En 2017 les Éditions du Stock ont initié une série de livres de divers auteurs qui ont passé une nuit, seuls dans un musée. Entre eux figure aussi Kamel Daoud avec „Le peintre dévorant la femme“, en allemand „Meine Nacht im Picasso-Museum“. Deux ans plus tard, en avril 2019 Leïla Slimani a également participé au projet. Son éditrice l’a invitée à interrompre son travail à sa trilogie «Le pays des autres». Elle s’est donc rendue au Museo Punta della Dogana à Venise, acquis en 2007 par le milliardaire François Pinault qui l‘a fait changer en musée d’art et a écrit ce roman-essai en 2021.

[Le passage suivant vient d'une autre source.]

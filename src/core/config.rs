//! Configuration for the contest bot.
//!
//! Every value is read once from the environment (or `.env`) on first access.

use once_cell::sync::Lazy;
use std::env;
use std::time::Duration;

/// Log file path
/// Read from LOG_FILE_PATH environment variable
/// Default: contest-bot.log
pub static LOG_FILE_PATH: Lazy<String> =
    Lazy::new(|| env::var("LOG_FILE_PATH").unwrap_or_else(|_| "contest-bot.log".to_string()));

/// Bot token
/// Read from BOT_TOKEN or TELOXIDE_TOKEN environment variable
pub static BOT_TOKEN: Lazy<String> = Lazy::new(|| {
    env::var("BOT_TOKEN")
        .or_else(|_| env::var("TELOXIDE_TOKEN"))
        .unwrap_or_else(|_| String::new())
});

/// Webhook URL for Telegram updates
/// Read from WEBHOOK_URL environment variable
pub static WEBHOOK_URL: Lazy<Option<String>> = Lazy::new(|| non_empty_var("WEBHOOK_URL"));

/// Port the webhook listener binds to
/// Read from WEBHOOK_PORT environment variable
/// Default: 8080
pub static WEBHOOK_PORT: Lazy<u16> = Lazy::new(|| {
    env::var("WEBHOOK_PORT")
        .ok()
        .and_then(|v| v.parse().ok())
        .unwrap_or(8080)
});

/// Reads an environment variable, treating blank values as unset.
fn non_empty_var(key: &str) -> Option<String> {
    env::var(key).ok().and_then(|value| {
        let trimmed = value.trim();
        if trimmed.is_empty() {
            None
        } else {
            Some(trimmed.to_string())
        }
    })
}

/// Parses a boolean flag the way operators tend to write them.
pub fn parse_flag(raw: &str) -> Option<bool> {
    match raw.trim().to_ascii_lowercase().as_str() {
        "1" | "true" | "yes" | "on" => Some(true),
        "0" | "false" | "no" | "off" => Some(false),
        _ => None,
    }
}

/// Moderation chat configuration (relay recorder)
pub mod moderation {
    use super::non_empty_var;
    use crate::core::ConfigError;
    use once_cell::sync::Lazy;

    /// Chat ID of the closed moderation chat that receives relayed submissions
    /// Read from ADMIN_CHAT_ID environment variable
    pub static ADMIN_CHAT_ID: Lazy<Result<Option<i64>, ConfigError>> =
        Lazy::new(|| parse_chat_id(non_empty_var("ADMIN_CHAT_ID").as_deref()));

    /// `Ok(None)` when unset; a value that is not an integer is an error.
    pub fn parse_chat_id(raw: Option<&str>) -> Result<Option<i64>, ConfigError> {
        raw.map(|value| {
            value.trim().parse().map_err(|_| ConfigError::Invalid {
                name: "ADMIN_CHAT_ID",
                value: value.to_string(),
            })
        })
        .transpose()
    }

    /// The moderation chat, required by the relay recorder.
    pub fn admin_chat_id() -> Result<i64, ConfigError> {
        (*ADMIN_CHAT_ID).clone()?.ok_or(ConfigError::Missing("ADMIN_CHAT_ID"))
    }
}

/// Recording backend configuration
pub mod recording {
    use super::{non_empty_var, parse_flag, Duration};
    use crate::recording::RecorderKind;
    use once_cell::sync::Lazy;
    use std::env;

    /// Which recorder handles accepted submissions
    /// Read from RECORDER environment variable (`relay` or `sheets`)
    /// Default: relay
    pub static RECORDER: Lazy<String> = Lazy::new(|| non_empty_var("RECORDER").unwrap_or_else(|| "relay".to_string()));

    /// Parsed recorder kind. Unknown values are reported when the recorder is built.
    pub fn kind() -> Result<RecorderKind, crate::core::ConfigError> {
        RECORDER.parse()
    }

    /// Attempts per submission before the failure is reported to the user
    /// Read from RECORD_MAX_ATTEMPTS environment variable
    /// Default: 3
    pub static MAX_ATTEMPTS: Lazy<usize> = Lazy::new(|| {
        env::var("RECORD_MAX_ATTEMPTS")
            .ok()
            .and_then(|v| v.parse().ok())
            .filter(|n: &usize| *n > 0)
            .unwrap_or(3)
    });

    /// Delay before the first retry (in milliseconds)
    pub const RETRY_MIN_DELAY_MS: u64 = 500;

    /// Upper bound for a single retry delay (in seconds)
    pub const RETRY_MAX_DELAY_SECS: u64 = 8;

    pub fn retry_min_delay() -> Duration {
        Duration::from_millis(RETRY_MIN_DELAY_MS)
    }

    pub fn retry_max_delay() -> Duration {
        Duration::from_secs(RETRY_MAX_DELAY_SECS)
    }

    /// Window in which an identical submission is recorded only once
    /// Read from DEDUPE_WINDOW_SECS environment variable
    /// Default: 600 (10 minutes)
    pub static DEDUPE_WINDOW_SECS: Lazy<u64> = Lazy::new(|| {
        env::var("DEDUPE_WINDOW_SECS")
            .ok()
            .and_then(|v| v.parse().ok())
            .unwrap_or(600)
    });

    /// Longest accepted dedupe window (in seconds): 30 days
    pub const MAX_DEDUPE_WINDOW_SECS: u64 = 30 * 24 * 3600;

    pub fn dedupe_window() -> Duration {
        clamp_dedupe_window(*DEDUPE_WINDOW_SECS)
    }

    pub fn clamp_dedupe_window(secs: u64) -> Duration {
        if secs > MAX_DEDUPE_WINDOW_SECS {
            log::warn!(
                "DEDUPE_WINDOW_SECS={} is too long, using {}",
                secs,
                MAX_DEDUPE_WINDOW_SECS
            );
        }
        Duration::from_secs(secs.min(MAX_DEDUPE_WINDOW_SECS))
    }

    /// Include the backend error text in the failure reply
    /// Read from REPORT_RECORD_ERRORS environment variable
    /// Default: false
    pub static REPORT_ERRORS: Lazy<bool> = Lazy::new(|| {
        env::var("REPORT_RECORD_ERRORS")
            .ok()
            .and_then(|v| parse_flag(&v))
            .unwrap_or(false)
    });
}

/// Google Sheets configuration (sheets recorder)
pub mod sheets {
    use super::non_empty_var;
    use once_cell::sync::Lazy;

    /// Name of the spreadsheet that receives submissions
    /// Read from SPREADSHEET_NAME environment variable
    pub static SPREADSHEET_NAME: Lazy<String> =
        Lazy::new(|| non_empty_var("SPREADSHEET_NAME").unwrap_or_else(|| "yourtunes CONTEST".to_string()));

    /// Spreadsheet ID; skips the Drive lookup by name when set
    /// Read from SPREADSHEET_ID environment variable
    pub static SPREADSHEET_ID: Lazy<Option<String>> = Lazy::new(|| non_empty_var("SPREADSHEET_ID"));

    /// Path to a service account key file
    /// Read from GOOGLE_CREDENTIALS_FILE or GOOGLE_APPLICATION_CREDENTIALS
    pub static CREDENTIALS_FILE: Lazy<Option<String>> =
        Lazy::new(|| non_empty_var("GOOGLE_CREDENTIALS_FILE").or_else(|| non_empty_var("GOOGLE_APPLICATION_CREDENTIALS")));

    /// Inline service account key (the JSON document itself)
    /// Read from GOOGLE_CREDENTIALS_JSON environment variable
    pub static CREDENTIALS_JSON: Lazy<Option<String>> = Lazy::new(|| non_empty_var("GOOGLE_CREDENTIALS_JSON"));

    pub const SHEETS_API_URL: &str = "https://sheets.googleapis.com";
    pub const DRIVE_API_URL: &str = "https://www.googleapis.com";

    /// OAuth scopes: read/write spreadsheets and look files up on Drive
    pub const SCOPES: &[&str] = &[
        "https://www.googleapis.com/auth/spreadsheets",
        "https://www.googleapis.com/auth/drive",
    ];
}

/// Submission link policy
pub mod links {
    use super::non_empty_var;
    use crate::core::validation::LinkPolicy;
    use once_cell::sync::Lazy;

    pub const DEFAULT_ALLOWED_DOMAINS: &[&str] = &["yourtunes.net", "www.yourtunes.net"];

    pub fn parse_domains(raw: &str) -> Vec<String> {
        raw.split([',', ' ', '\n', '\t'])
            .map(|part| part.trim().trim_end_matches('.').to_ascii_lowercase())
            .filter(|part| !part.is_empty())
            .collect()
    }

    /// Hosts accepted as release links
    /// Read from ALLOWED_LINK_DOMAINS environment variable (comma-separated)
    pub static ALLOWED_DOMAINS: Lazy<Vec<String>> = Lazy::new(|| {
        non_empty_var("ALLOWED_LINK_DOMAINS")
            .map(|raw| parse_domains(&raw))
            .filter(|domains| !domains.is_empty())
            .unwrap_or_else(|| DEFAULT_ALLOWED_DOMAINS.iter().map(|d| d.to_string()).collect())
    });

    /// How strictly submitted text is checked
    /// Read from LINK_POLICY environment variable (`any`, `extract`, `allowlist`)
    /// Default: allowlist
    pub static POLICY: Lazy<LinkPolicy> = Lazy::new(|| {
        non_empty_var("LINK_POLICY")
            .and_then(|raw| match raw.parse() {
                Ok(policy) => Some(policy),
                Err(_) => {
                    log::warn!("Unknown LINK_POLICY '{}', falling back to allowlist", raw);
                    None
                }
            })
            .unwrap_or(LinkPolicy::AllowList)
    });

    /// Help page linked from the rejection message
    /// Read from HELP_URL environment variable
    pub static HELP_URL: Lazy<Option<String>> = Lazy::new(|| non_empty_var("HELP_URL"));
}

/// Conversation session configuration
pub mod session {
    use super::Duration;
    use once_cell::sync::Lazy;
    use std::env;

    /// Idle time after which an unfinished conversation is forgotten (in seconds)
    /// Read from SESSION_TTL_SECS environment variable; 0 disables expiry
    /// Default: 86400 (24 hours)
    pub static TTL_SECS: Lazy<u64> = Lazy::new(|| {
        env::var("SESSION_TTL_SECS")
            .ok()
            .and_then(|v| v.parse().ok())
            .unwrap_or(86_400)
    });

    pub fn ttl() -> Option<Duration> {
        match *TTL_SECS {
            0 => None,
            secs => Some(Duration::from_secs(secs)),
        }
    }

    /// Interval between sweeps of expired sessions (in seconds)
    pub const CLEANUP_INTERVAL_SECS: u64 = 600;

    pub fn cleanup_interval() -> Duration {
        Duration::from_secs(CLEANUP_INTERVAL_SECS)
    }
}

/// Network configuration
pub mod network {
    use super::Duration;

    /// Request timeout for HTTP requests (in seconds)
    pub const REQUEST_TIMEOUT_SECS: u64 = 30;

    /// Request timeout duration
    pub fn timeout() -> Duration {
        Duration::from_secs(REQUEST_TIMEOUT_SECS)
    }
}

#[cfg(test)]
mod tests {
    use super::*;
    use pretty_assertions::assert_eq;

    #[test]
    fn test_parse_flag() {
        assert_eq!(parse_flag("true"), Some(true));
        assert_eq!(parse_flag(" YES "), Some(true));
        assert_eq!(parse_flag("0"), Some(false));
        assert_eq!(parse_flag("maybe"), None);
    }

    #[test]
    fn test_parse_domains_normalizes_entries() {
        assert_eq!(
            links::parse_domains("YourTunes.net, www.yourtunes.net.\nfoo.org"),
            vec!["yourtunes.net", "www.yourtunes.net", "foo.org"]
        );
        assert!(links::parse_domains(" , ").is_empty());
    }

    #[test]
    fn test_parse_chat_id() {
        assert_eq!(moderation::parse_chat_id(None), Ok(None));
        assert_eq!(moderation::parse_chat_id(Some(" -1001234567890 ")), Ok(Some(-1_001_234_567_890)));
        assert_eq!(
            moderation::parse_chat_id(Some("-100abc")),
            Err(crate::core::ConfigError::Invalid {
                name: "ADMIN_CHAT_ID",
                value: "-100abc".to_string(),
            })
        );
    }

    #[test]
    fn test_dedupe_window_is_clamped() {
        assert_eq!(recording::clamp_dedupe_window(0), Duration::ZERO);
        assert_eq!(recording::clamp_dedupe_window(600), Duration::from_secs(600));
        assert_eq!(
            recording::clamp_dedupe_window(u64::MAX),
            Duration::from_secs(recording::MAX_DEDUPE_WINDOW_SECS)
        );
    }
}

Dans son œuvre Slimani explique sa position face à l’art. Elle constate, guidée par les réflexions d’Etel Adnan que l’art et la littérature sont en étroite relation: Elle voyait l’écriture et la peinture comme deux disciplines sœurs, se nourrissant l’une l’autre. p. 60
L’écriture, ou mieux la créature littéraire, c’est le thème qui domine sa recherche et elle conclut qu’ «Écrire, c’est jouer avec le silence, c’est dire, de manière détournée, des secrets indicibles dans la vie réelle» (résumé sur la jaquette)
Nous apprenons qu’écrire demande la solitude, la réclusion même, et beaucoup de discipline, le tout uni avec la liberté d’être soi. Elle nous attribue, à nous lecteurs, la tâche de faire du livre un objet d’art, de nous y rechercher et de refaire une partie du travail de l’auteur.
A la page 119 elle dit que « La littérature ne sert pas à restituer le réel, mais à combler les vides, les lacunes.»
Le lieu de cette ancienne maison de douane, est symbolique: c’est l’entre-deux des civilisations de…l’Empire italo-germanique et le monde arabe ou byzantin. Cité cosmopolite s’y côtoyaient les Juifs, les chrétiens et les Maures. p.128. Il est représentatif pour le destin de Slimani, elle-même déchirée entre deux cultures.
Quand elle décrit les objets d’art qu’elle rencontre lors de sa tournée au musée, elle déclenche des réminiscences de sa jeunesse à Rabat, des nuits effrénées qu’elle a passées comme jeune fille, mentionnant entre parenthèse que son nom signifie «nuit» en arabe. Il n’est donc pas surprenant qu’un autre thème majeur est la recherche de sa propre identité.
C’est d’ailleurs un des moyens stylistiques dont témoigne l’œuvre: Les contrastes entre p.ex. le tourisme de masses et la solitude dans le musée, l’Orient et l’Occident, etc. Cela revient à un symbole pour le changement, pour la tentative de tout inverser, symbole qui est incorporé par l’arbre qui a donné le titre au roman: Le galant de la nuit, une plante qui ne dégage son parfum odorant que par la nuit. Par une installation sophistiquée, un artiste a inversé le processus et les visiteurs peuvent profiter de son parfum.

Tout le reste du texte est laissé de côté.